GOAL OF THE EXERCISE
Starting at the line that has "filename crates/frontend/src/shared/components/ui/textarea.rs" and stopping after the line that has "beneath the control", reproduce the listing below exactly; omit everything else.

ENTRIES PROVIDED
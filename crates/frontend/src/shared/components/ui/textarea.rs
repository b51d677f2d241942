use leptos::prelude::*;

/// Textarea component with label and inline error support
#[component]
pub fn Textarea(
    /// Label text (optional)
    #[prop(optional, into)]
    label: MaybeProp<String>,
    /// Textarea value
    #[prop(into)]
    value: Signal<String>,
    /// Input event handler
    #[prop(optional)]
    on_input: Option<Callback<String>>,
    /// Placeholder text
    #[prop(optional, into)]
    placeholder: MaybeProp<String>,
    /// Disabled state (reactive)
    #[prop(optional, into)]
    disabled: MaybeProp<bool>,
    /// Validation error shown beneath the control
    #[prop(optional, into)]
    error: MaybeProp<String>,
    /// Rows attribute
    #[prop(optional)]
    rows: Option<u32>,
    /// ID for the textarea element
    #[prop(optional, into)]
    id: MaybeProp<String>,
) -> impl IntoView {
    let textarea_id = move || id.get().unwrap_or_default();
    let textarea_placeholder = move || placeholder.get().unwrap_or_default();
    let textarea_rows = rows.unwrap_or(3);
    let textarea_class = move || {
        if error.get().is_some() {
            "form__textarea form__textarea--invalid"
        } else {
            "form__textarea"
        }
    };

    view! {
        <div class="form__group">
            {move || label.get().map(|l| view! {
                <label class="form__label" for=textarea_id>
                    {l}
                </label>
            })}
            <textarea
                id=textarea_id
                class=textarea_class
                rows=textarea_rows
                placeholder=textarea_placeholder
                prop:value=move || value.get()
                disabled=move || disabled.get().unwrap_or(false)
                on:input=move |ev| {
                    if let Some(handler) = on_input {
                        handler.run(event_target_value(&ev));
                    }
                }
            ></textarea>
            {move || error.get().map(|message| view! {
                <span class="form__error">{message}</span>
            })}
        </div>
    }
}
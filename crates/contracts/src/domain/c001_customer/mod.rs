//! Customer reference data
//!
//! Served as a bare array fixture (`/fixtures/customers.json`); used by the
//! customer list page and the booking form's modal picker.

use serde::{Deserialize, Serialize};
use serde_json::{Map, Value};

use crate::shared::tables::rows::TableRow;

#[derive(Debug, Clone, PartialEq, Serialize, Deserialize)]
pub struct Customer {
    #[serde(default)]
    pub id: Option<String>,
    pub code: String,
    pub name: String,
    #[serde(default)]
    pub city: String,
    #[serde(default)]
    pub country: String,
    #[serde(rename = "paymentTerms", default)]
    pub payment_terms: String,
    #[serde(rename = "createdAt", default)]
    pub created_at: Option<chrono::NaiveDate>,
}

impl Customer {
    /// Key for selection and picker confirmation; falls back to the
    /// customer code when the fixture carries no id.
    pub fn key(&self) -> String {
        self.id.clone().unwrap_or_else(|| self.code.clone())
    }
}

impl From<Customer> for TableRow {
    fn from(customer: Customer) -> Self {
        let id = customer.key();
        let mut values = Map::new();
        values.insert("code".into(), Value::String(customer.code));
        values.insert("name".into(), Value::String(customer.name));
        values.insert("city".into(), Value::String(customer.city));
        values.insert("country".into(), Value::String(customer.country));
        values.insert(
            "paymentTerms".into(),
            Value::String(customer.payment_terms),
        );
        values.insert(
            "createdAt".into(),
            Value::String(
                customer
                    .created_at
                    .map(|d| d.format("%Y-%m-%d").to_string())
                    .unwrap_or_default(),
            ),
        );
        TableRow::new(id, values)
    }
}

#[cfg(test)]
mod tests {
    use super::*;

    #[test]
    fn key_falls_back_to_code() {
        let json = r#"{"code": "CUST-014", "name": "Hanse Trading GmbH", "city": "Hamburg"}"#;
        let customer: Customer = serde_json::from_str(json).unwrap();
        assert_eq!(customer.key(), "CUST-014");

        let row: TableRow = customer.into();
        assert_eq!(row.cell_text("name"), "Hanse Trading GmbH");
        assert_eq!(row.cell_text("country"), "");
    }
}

...

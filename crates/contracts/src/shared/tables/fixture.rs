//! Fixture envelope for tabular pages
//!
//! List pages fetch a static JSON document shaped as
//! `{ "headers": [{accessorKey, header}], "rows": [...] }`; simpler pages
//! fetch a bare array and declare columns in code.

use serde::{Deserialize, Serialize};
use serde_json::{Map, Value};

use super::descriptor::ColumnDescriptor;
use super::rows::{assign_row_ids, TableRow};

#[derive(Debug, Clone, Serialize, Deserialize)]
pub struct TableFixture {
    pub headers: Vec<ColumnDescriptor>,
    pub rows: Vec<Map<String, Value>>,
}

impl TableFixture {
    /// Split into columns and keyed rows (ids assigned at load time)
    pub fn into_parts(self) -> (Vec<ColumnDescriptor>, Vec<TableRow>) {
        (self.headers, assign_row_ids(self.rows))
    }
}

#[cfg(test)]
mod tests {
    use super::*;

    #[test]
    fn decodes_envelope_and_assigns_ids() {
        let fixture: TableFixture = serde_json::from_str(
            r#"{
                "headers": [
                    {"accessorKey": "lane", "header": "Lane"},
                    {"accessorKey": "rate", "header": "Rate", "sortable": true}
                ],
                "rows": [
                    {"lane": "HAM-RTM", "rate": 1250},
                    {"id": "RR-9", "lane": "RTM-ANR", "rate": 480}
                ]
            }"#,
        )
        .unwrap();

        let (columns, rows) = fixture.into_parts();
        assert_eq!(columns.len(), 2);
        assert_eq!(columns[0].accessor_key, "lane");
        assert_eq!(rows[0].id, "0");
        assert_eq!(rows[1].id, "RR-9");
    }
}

==

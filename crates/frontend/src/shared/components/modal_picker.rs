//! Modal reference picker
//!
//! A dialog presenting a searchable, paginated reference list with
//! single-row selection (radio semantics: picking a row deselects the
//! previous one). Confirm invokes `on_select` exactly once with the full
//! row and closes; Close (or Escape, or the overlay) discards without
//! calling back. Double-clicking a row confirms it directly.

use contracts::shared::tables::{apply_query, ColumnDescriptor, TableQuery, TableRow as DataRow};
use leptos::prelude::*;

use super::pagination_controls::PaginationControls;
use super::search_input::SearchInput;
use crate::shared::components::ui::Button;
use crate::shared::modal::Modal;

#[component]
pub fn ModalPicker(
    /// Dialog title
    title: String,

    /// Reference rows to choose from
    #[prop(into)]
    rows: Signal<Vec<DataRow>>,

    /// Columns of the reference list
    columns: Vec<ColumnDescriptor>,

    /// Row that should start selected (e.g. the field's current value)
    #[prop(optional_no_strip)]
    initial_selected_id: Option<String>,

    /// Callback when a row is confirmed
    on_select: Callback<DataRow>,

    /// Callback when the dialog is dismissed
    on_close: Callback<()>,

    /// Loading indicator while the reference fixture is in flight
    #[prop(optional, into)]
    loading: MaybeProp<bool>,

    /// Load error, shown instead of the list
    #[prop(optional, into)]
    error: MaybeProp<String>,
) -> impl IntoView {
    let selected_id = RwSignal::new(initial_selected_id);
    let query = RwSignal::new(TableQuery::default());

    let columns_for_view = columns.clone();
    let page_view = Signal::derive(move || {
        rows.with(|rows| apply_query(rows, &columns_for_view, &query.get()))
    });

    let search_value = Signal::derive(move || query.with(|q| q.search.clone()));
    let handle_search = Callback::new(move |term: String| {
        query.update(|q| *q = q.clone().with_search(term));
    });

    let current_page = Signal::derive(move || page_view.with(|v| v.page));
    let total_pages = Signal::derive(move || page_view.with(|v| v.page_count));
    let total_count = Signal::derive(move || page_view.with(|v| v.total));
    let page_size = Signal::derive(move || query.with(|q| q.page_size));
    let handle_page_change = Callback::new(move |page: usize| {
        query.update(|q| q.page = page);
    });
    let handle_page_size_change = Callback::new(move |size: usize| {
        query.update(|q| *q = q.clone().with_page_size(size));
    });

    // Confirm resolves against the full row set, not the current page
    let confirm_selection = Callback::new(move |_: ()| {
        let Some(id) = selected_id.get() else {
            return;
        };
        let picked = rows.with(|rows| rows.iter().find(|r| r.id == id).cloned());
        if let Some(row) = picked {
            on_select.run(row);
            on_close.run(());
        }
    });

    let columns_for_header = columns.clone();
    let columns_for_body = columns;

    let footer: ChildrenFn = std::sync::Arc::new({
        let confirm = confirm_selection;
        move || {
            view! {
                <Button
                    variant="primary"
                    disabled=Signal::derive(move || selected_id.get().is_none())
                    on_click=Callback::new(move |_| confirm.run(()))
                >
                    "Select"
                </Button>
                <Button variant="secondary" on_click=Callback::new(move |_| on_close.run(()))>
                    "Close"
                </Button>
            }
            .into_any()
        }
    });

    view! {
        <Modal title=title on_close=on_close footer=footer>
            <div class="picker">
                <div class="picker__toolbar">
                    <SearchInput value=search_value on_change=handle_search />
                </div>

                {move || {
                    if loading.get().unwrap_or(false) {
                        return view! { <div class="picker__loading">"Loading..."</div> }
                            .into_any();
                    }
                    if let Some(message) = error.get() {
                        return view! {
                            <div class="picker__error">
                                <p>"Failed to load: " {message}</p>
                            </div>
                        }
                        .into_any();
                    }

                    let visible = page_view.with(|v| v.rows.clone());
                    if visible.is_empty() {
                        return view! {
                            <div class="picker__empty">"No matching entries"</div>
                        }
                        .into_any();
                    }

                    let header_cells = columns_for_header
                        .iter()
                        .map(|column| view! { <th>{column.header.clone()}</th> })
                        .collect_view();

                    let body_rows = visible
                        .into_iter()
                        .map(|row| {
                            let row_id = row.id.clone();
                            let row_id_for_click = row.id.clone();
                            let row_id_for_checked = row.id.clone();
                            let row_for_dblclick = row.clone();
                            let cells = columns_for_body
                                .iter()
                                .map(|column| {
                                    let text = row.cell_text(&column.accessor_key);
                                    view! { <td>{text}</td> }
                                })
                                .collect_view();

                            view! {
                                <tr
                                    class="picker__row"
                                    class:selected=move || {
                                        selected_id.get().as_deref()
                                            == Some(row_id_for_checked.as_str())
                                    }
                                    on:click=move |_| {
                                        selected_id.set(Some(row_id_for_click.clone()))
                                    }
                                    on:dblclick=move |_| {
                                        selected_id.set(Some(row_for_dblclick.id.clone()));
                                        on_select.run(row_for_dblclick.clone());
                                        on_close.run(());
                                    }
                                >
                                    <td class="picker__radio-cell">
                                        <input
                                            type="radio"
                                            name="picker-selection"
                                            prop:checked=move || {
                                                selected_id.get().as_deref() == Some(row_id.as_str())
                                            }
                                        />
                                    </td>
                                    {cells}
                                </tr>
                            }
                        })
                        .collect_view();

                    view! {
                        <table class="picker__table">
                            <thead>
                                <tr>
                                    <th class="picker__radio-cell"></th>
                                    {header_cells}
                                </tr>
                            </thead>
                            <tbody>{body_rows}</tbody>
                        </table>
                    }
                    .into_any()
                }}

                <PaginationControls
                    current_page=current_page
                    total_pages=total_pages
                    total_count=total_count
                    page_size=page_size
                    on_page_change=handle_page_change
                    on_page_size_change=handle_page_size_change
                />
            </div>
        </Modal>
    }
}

RESPONSE
filename crates/frontend/src/shared/components/ui/textarea.rs
repository b51d677f2d241942
use leptos::prelude::*;

/// Textarea component with label and inline error support
#[component]
pub fn Textarea(
    /// Label text (optional)
    #[prop(optional, into)]
    label: MaybeProp<String>,
    /// Textarea value
    #[prop(into)]
    value: Signal<String>,
    /// Input event handler
    #[prop(optional)]
    on_input: Option<Callback<String>>,
    /// Placeholder text
    #[prop(optional, into)]
    placeholder: MaybeProp<String>,
    /// Disabled state (reactive)
    #[prop(optional, into)]
    disabled: MaybeProp<bool>,
    /// Validation error shown beneath the control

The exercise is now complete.